There's some really funny stuff in there; a story about a Scrabble game gone wrong by Clare Sandling, an amazing story called Piano Smashing Blues by the brilliant writer Steve Moran, and Stephan by Brian Curran which has a brilliant twist at the end. There's some moody haikus from Lee Webber, tales from McDonalds (a subject close to my own heart) by Jeff Achampong, and a really evocative snapshot of Pakistan from Bilal Ghafoor. I can't mention absolutely everything in it or I'd be here all day (so don't shoot me, the rest of you) but the standard is really high. Oh, and there's an extract from a novel called First Aid Kit Girl by Lynsey Rose, about a misanthropic self-harmer (it's funny, honest!) as well as four of her poems (all genius, obviously, even the cucumber one).

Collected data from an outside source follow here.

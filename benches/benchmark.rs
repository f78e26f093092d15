//! Recommend using with
//! `RUSTFLAGS="-C target-cpu=x86-64-v2" cargo bench`
//!
//! Pose evaluation runs once per frame for every visible model, so the
//! evaluator benchmarks are the ones that matter. The dual quaternion
//! conversions run once per bone inside it in dual quaternion skin mode.

use criterion::{black_box, criterion_group, criterion_main, Criterion};
use nalgebra_glm as glm;
use rigview::{
    animation::{
        AnimationClip, BoneTrack, Interpolation, PoseEvaluator, Sampling,
        SkinMode, Sqt,
    },
    dualquat::{self, DualQuat, SkinDualQuat},
    skeleton::{BoneRegistry, SceneNode, Skeleton},
};

const BONES: usize = 64;
const KEYS: usize = 30;
const STEPS: usize = 100;
#[allow(clippy::cast_precision_loss)]
const STEP: f64 = 1.0 / (STEPS as f64);

fn use_this_arr() -> [[f32; 4]; 4] {
    // This should be a valid rotation and translation matrix
    {
        [
            [1.0f32, 0.0f32, 0.0f32, 0.0f32], // column 0
            [0.0f32, 0.3584f32, -0.9336f32, 0.0f32], // column 1
            [0.0f32, 0.9336f32, 0.3584f32, 0.0f32], // column 2
            [5.0f32, 7.0f32, 9.0f32, 1.0f32], // column 3
        ]
    }
}

/// A single chain of `BONES` bones, each one unit along y from its parent,
/// with a one second clip that bends every bone
#[allow(clippy::cast_precision_loss)]
fn use_this_rig() -> (Skeleton, AnimationClip) {
    let mut node = SceneNode::new(
        format!("bone{}", BONES - 1),
        glm::translation(&glm::vec3(0.0, 1.0, 0.0)),
    );
    for i in (0..BONES - 1).rev() {
        node = SceneNode {
            name: format!("bone{i}"),
            local_bind_transform: glm::translation(&glm::vec3(0.0, 1.0, 0.0)),
            children: vec![node],
        };
    }
    let mut bones = BoneRegistry::new();
    for i in 0..BONES {
        bones.register(
            &format!("bone{i}"),
            &glm::translation(&glm::vec3(0.0, -(i as f32) - 1.0, 0.0)),
        );
    }
    let skeleton = Skeleton::new(&node, bones);

    let tracks = (0..BONES)
        .map(|b| {
            let samples = (0..KEYS)
                .map(|k| {
                    let t = k as f64 / (KEYS - 1) as f64;
                    Sqt {
                        translation: glm::vec3(0.0, 1.0, 0.0),
                        rotation: glm::quat_angle_axis(
                            (t as f32) * 0.05 * (b as f32),
                            &glm::vec3(0.0, 0.0, 1.0),
                        ),
                        ..Sqt::identity(t)
                    }
                })
                .collect();
            BoneTrack::new(format!("bone{b}"), samples)
        })
        .collect();
    (skeleton, AnimationClip::new("bend", 1.0, 30.0, tracks))
}

fn dq_to_mat4(c: &mut Criterion) {
    let q = glm::quat(0.36516f32, 0.54772f32, 0.73030f32, 0.18257f32);
    let v = glm::vec3(-0.7, 5.1, -21.0);
    let dq = black_box(DualQuat::new(&q, &v));

    c.bench_function(
        "dq_to_mat4", //
        |b| b.iter(|| dualquat::to_mat4(&dq)),
    );
}

fn mat4_to_dq(c: &mut Criterion) {
    let m: glm::Mat4 = use_this_arr().into();
    let m = black_box(m);

    c.bench_function(
        "mat4_to_dq", //
        |b| b.iter(|| dualquat::from_mat4(&m)),
    );
}

fn skin_dual_quat(c: &mut Criterion) {
    let m: glm::Mat4 = use_this_arr().into();
    let m = black_box(m * glm::scaling(&glm::vec3(1.0, 2.0, 0.5)));
    let offset = black_box(glm::translation(&glm::vec3(0.0, -3.0, 0.0)));

    c.bench_function(
        "skin_dual_quat", //
        |b| b.iter(|| SkinDualQuat::from_parts(&m, &offset)),
    );
}

fn dlb_interpolate(c: &mut Criterion) {
    let m: glm::Mat4 = use_this_arr().into();
    let dq1 = black_box(dualquat::from_mat4(&m));
    let dq2 = black_box(DualQuat::new(
        &glm::quat_angle_axis(0.512_f32, &glm::vec3(0.0_f32, 1.0_f32, 0.0_f32)),
        &glm::vec3(1.2_f32, 0.0_f32, -4.0_f32),
    ));
    c.bench_function(
        "dlb interpolate", //
        |b| {
            b.iter(|| {
                for i in 0..=STEPS {
                    #[allow(clippy::cast_possible_truncation)]
                    let t = (i as f64 * STEP) as f32;
                    let _ = dualquat::dlb(&dq1, &dq2, t);
                }
            });
        },
    );
}

fn evaluate(c: &mut Criterion, name: &str, interpolation: Interpolation, skin_mode: SkinMode) {
    let (skeleton, clip) = use_this_rig();
    let mut evaluator = PoseEvaluator::new(interpolation, skin_mode);
    c.bench_function(name, |b| {
        b.iter(|| {
            for i in 0..STEPS {
                #[allow(clippy::cast_precision_loss)]
                let time = i as f64 * STEP;
                evaluator.evaluate(&skeleton, Some(&clip), Sampling::Time(time));
            }
            black_box(evaluator.bone_matrices().len())
        });
    });
}

fn evaluate_linear(c: &mut Criterion) {
    evaluate(c, "evaluate linear", Interpolation::Linear, SkinMode::Matrix);
}

fn evaluate_cubic(c: &mut Criterion) {
    evaluate(c, "evaluate cubic", Interpolation::Cubic, SkinMode::Matrix);
}

fn evaluate_dual_quat(c: &mut Criterion) {
    evaluate(c, "evaluate dual quat", Interpolation::Linear, SkinMode::DualQuat);
}

criterion_group!(
    benches,
    dq_to_mat4,
    mat4_to_dq,
    skin_dual_quat,
    dlb_interpolate,
    evaluate_linear,
    evaluate_cubic,
    evaluate_dual_quat
);
criterion_main!(benches);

Anyway, the group will be doing various readings in and around London over the summer and I'm involved in one on Monday night (which I think we're just cameoing at) at the Pulp Net short story cafe which is at Costa Coffee (just as good as Wembley).
And you can buy What We Were Thinking Just Before The End just here. It's honestly really good, I wouldn't try and plug it if it wasn't. I don't get a penny from it either, it all goes back into the group!
Thanks for humouring me. I'll remember you if I ever get my own theme park.